YOUR GOAL
Give the whole listing again, exactly as written.

RECORDS FOR THE EXERCISE

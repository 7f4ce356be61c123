use crate::{
  observable::{LocalObservable, SharedObservable},
  observer::Observer,
  shared::Shared,
  subscription::{SubscriptionLike, SubscriptionWrapper},
};
use std::marker::PhantomData;

/// Observer with value and completion handlers (`Err = ()`).
#[derive(Clone)]
pub struct ObserverComp<N, C, Item> {
  next: N,
  complete: C,
  marker: PhantomData<fn(Item)>,
}

impl<N, C, Item> ObserverComp<N, C, Item> {
  pub(crate) fn new(next: N, complete: C) -> Self {
    ObserverComp { next, complete, marker: PhantomData }
  }
}

impl<N, C, Item> Observer for ObserverComp<N, C, Item>
where
  N: FnMut(Item),
  C: FnMut(),
{
  type Item = Item;
  type Err = ();

  #[inline]
  fn next(&mut self, value: Item) { (self.next)(value); }

  #[inline]
  fn error(&mut self, _err: ()) {}

  #[inline]
  fn complete(&mut self) { (self.complete)(); }
}

pub trait SubscribeComplete<'o, N, C> {
  type Unsub: SubscriptionLike;

  /// Subscribes with a value handler and a completion handler.
  fn subscribe_complete(
    self,
    next: N,
    complete: C,
  ) -> SubscriptionWrapper<Self::Unsub>;
}

impl<'o, S, N, C> SubscribeComplete<'o, N, C> for S
where
  S: LocalObservable<'o, Err = ()>,
  S::Item: 'o,
  N: FnMut(S::Item) + 'o,
  C: FnMut() + 'o,
{
  type Unsub = S::Unsub;

  fn subscribe_complete(
    self,
    next: N,
    complete: C,
  ) -> SubscriptionWrapper<Self::Unsub> {
    SubscriptionWrapper(self.actual_subscribe(ObserverComp::new(next, complete)))
  }
}

impl<'o, S, N, C> SubscribeComplete<'o, N, C> for Shared<S>
where
  S: SharedObservable<Err = ()>,
  S::Item: 'static,
  N: FnMut(S::Item) + Send + 'static,
  C: FnMut() + Send + 'static,
{
  type Unsub = S::Unsub;

  fn subscribe_complete(
    self,
    next: N,
    complete: C,
  ) -> SubscriptionWrapper<Self::Unsub> {
    SubscriptionWrapper(
      self.0.actual_subscribe(ObserverComp::new(next, complete)),
    )
  }
}
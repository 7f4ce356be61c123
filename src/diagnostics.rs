//! Opt-in leak-detection counters.
//!
//! Process-wide counters tracking how many composite groups and slot
//! subscriptions have been created and disposed. Disabled by default and
//! free when disabled; call [`enable`] (typically from a test harness or a
//! debug build's startup path) to start counting. The counters are
//! diagnostic only — no library behavior depends on them.

use std::sync::atomic::{AtomicBool, AtomicUsize, Ordering};

static ENABLED: AtomicBool = AtomicBool::new(false);
static GROUPS_CREATED: AtomicUsize = AtomicUsize::new(0);
static GROUPS_DISPOSED: AtomicUsize = AtomicUsize::new(0);
static SLOTS_CREATED: AtomicUsize = AtomicUsize::new(0);
static SLOTS_DISPOSED: AtomicUsize = AtomicUsize::new(0);

pub fn enable() { ENABLED.store(true, Ordering::Relaxed); }

pub fn disable() { ENABLED.store(false, Ordering::Relaxed); }

#[inline]
pub fn is_enabled() -> bool { ENABLED.load(Ordering::Relaxed) }

/// A point-in-time view of the counters.
#[derive(Clone, Copy, Debug, PartialEq, Eq)]
pub struct ResourceCounts {
  pub groups_created: usize,
  pub groups_disposed: usize,
  pub slots_created: usize,
  pub slots_disposed: usize,
}

impl ResourceCounts {
  /// Groups created but not yet disposed. A steadily growing value across
  /// otherwise-idle periods points at leaked subscriptions.
  pub fn live_groups(&self) -> usize {
    self.groups_created.saturating_sub(self.groups_disposed)
  }

  pub fn live_slots(&self) -> usize {
    self.slots_created.saturating_sub(self.slots_disposed)
  }
}

pub fn snapshot() -> ResourceCounts {
  ResourceCounts {
    groups_created: GROUPS_CREATED.load(Ordering::Relaxed),
    groups_disposed: GROUPS_DISPOSED.load(Ordering::Relaxed),
    slots_created: SLOTS_CREATED.load(Ordering::Relaxed),
    slots_disposed: SLOTS_DISPOSED.load(Ordering::Relaxed),
  }
}

#[inline]
pub(crate) fn group_created() {
  if is_enabled() {
    GROUPS_CREATED.fetch_add(1, Ordering::Relaxed);
  }
}

#[inline]
pub(crate) fn group_disposed() {
  if is_enabled() {
    GROUPS_DISPOSED.fetch_add(1, Ordering::Relaxed);
  }
}

#[inline]
pub(crate) fn slot_created() {
  if is_enabled() {
    SLOTS_CREATED.fetch_add(1, Ordering::Relaxed);
  }
}

#[inline]
pub(crate) fn slot_disposed() {
  if is_enabled() {
    SLOTS_DISPOSED.fetch_add(1, Ordering::Relaxed);
  }
}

ANSWER TO THIS TASK
repository 7f4ce356be61c123
use crate::{
  observable::{LocalObservable, SharedObservable},
  observer::Observer,
  shared::Shared,
  subscription::{SubscriptionLike, SubscriptionWrapper},
};
use std::marker::PhantomData;

/// Observer with value and completion handlers (`Err = ()`).
#[derive(Clone)]
pub struct ObserverComp<N, C, Item> {
  next: N,
  complete: C,
  marker: PhantomData<fn(Item)>,
}

impl<N, C, Item> ObserverComp<N, C, Item> {
  pub(crate) fn new(next: N, complete: C) -> Self {
    ObserverComp { next, complete, marker: PhantomData }
  }
}

impl<N, C, Item> Observer for ObserverComp<N, C, Item>
where
  N: FnMut(Item),
  C: FnMut(),
{
  type Item = Item;
  type Err = ();

  #[inline]
  fn next(&mut self, value: Item) { (self.next)(value); }

  #[inline]
  fn error(&mut self, _err: ()) {}

  #[inline]
  fn complete(&mut self) { (self.complete)(); }
}

pub trait SubscribeComplete<'o, N, C> {
  type Unsub: SubscriptionLike;

  /// Subscribes with a value handler and a completion handler.
  fn subscribe_complete(
    self,
    next: N,
    complete: C,
  ) -> SubscriptionWrapper<Self::Unsub>;
}

impl<'o, S, N, C> SubscribeComplete<'o, N, C> for S
where
  S: LocalObservable<'o, Err = ()>,
  S::Item: 'o,
  N: FnMut(S::Item) + 'o,
  C: FnMut() + 'o,
{
  type Unsub = S::Unsub;

  fn subscribe_complete(
    self,
    next: N,
    complete: C,
  ) -> SubscriptionWrapper<Self::Unsub> {
    SubscriptionWrapper(self.actual_subscribe(ObserverComp::new(next, complete)))
  }
}

impl<'o, S, N, C> SubscribeComplete<'o, N, C> for Shared<S>
where
  S: SharedObservable<Err = ()>,
  S::Item: 'static,
  N: FnMut(S::Item) + Send + 'static,
  C: FnMut() + Send + 'static,
{
  type Unsub = S::Unsub;

  fn subscribe_complete(
    self,
    next: N,
    complete: C,
  ) -> SubscriptionWrapper<Self::Unsub> {
    SubscriptionWrapper(
      self.0.actual_subscribe(ObserverComp::new(next, complete)),
    )
  }
}
repository 7f4ce356be61c123
filename src/diagnostics.rs
//! Opt-in leak-detection counters.
//!
//! Process-wide counters tracking how many composite groups and slot
//! subscriptions have been created and disposed. Disabled by default and
//! free when disabled; call [`enable`] (typically from a test harness or a
//! debug build's startup path) to start counting. The counters are
//! diagnostic only — no library behavior depends on them.

use std::sync::atomic::{AtomicBool, AtomicUsize, Ordering};

static ENABLED: AtomicBool = AtomicBool::new(false);
static GROUPS_CREATED: AtomicUsize = AtomicUsize::new(0);
static GROUPS_DISPOSED: AtomicUsize = AtomicUsize::new(0);
static SLOTS_CREATED: AtomicUsize = AtomicUsize::new(0);
static SLOTS_DISPOSED: AtomicUsize = AtomicUsize::new(0);

pub fn enable() { ENABLED.store(true, Ordering::Relaxed); }

pub fn disable() { ENABLED.store(false, Ordering::Relaxed); }

#[inline]
pub fn is_enabled() -> bool { ENABLED.load(Ordering::Relaxed) }

/// A point-in-time view of the counters.
#[derive(Clone, Copy, Debug, PartialEq, Eq)]
pub struct ResourceCounts {
  pub groups_created: usize,
  pub groups_disposed: usize,
  pub slots_created: usize,
  pub slots_disposed: usize,
}

impl ResourceCounts {
  /// Groups created but not yet disposed. A steadily growing value across
  /// otherwise-idle periods points at leaked subscriptions.
  pub fn live_groups(&self) -> usize {
    self.groups_created.saturating_sub(self.groups_disposed)
  }

  pub fn live_slots(&self) -> usize {
    self.slots_created.saturating_sub(self.slots_disposed)
  }
}

pub fn snapshot() -> ResourceCounts {
  ResourceCounts {
    groups_created: GROUPS_CREATED.load(Ordering::Relaxed),
    groups_disposed: GROUPS_DISPOSED.load(Ordering::Relaxed),
    slots_created: SLOTS_CREATED.load(Ordering::Relaxed),
    slots_disposed: SLOTS_DISPOSED.load(Ordering::Relaxed),
  }
}

#[inline]
pub(crate) fn group_created() {
  if is_enabled() {
    GROUPS_CREATED.fetch_add(1, Ordering::Relaxed);
  }
}

#[inline]
pub(crate) fn group_disposed() {
  if is_enabled() {
    GROUPS_DISPOSED.fetch_add(1, Ordering::Relaxed);
  }
}

#[inline]
pub(crate) fn slot_created() {
  if is_enabled() {
    SLOTS_CREATED.fetch_add(1, Ordering::Relaxed);
  }
}

#[inline]
pub(crate) fn slot_disposed() {
  if is_enabled() {
    SLOTS_DISPOSED.fetch_add(1, Ordering::Relaxed);
  }
}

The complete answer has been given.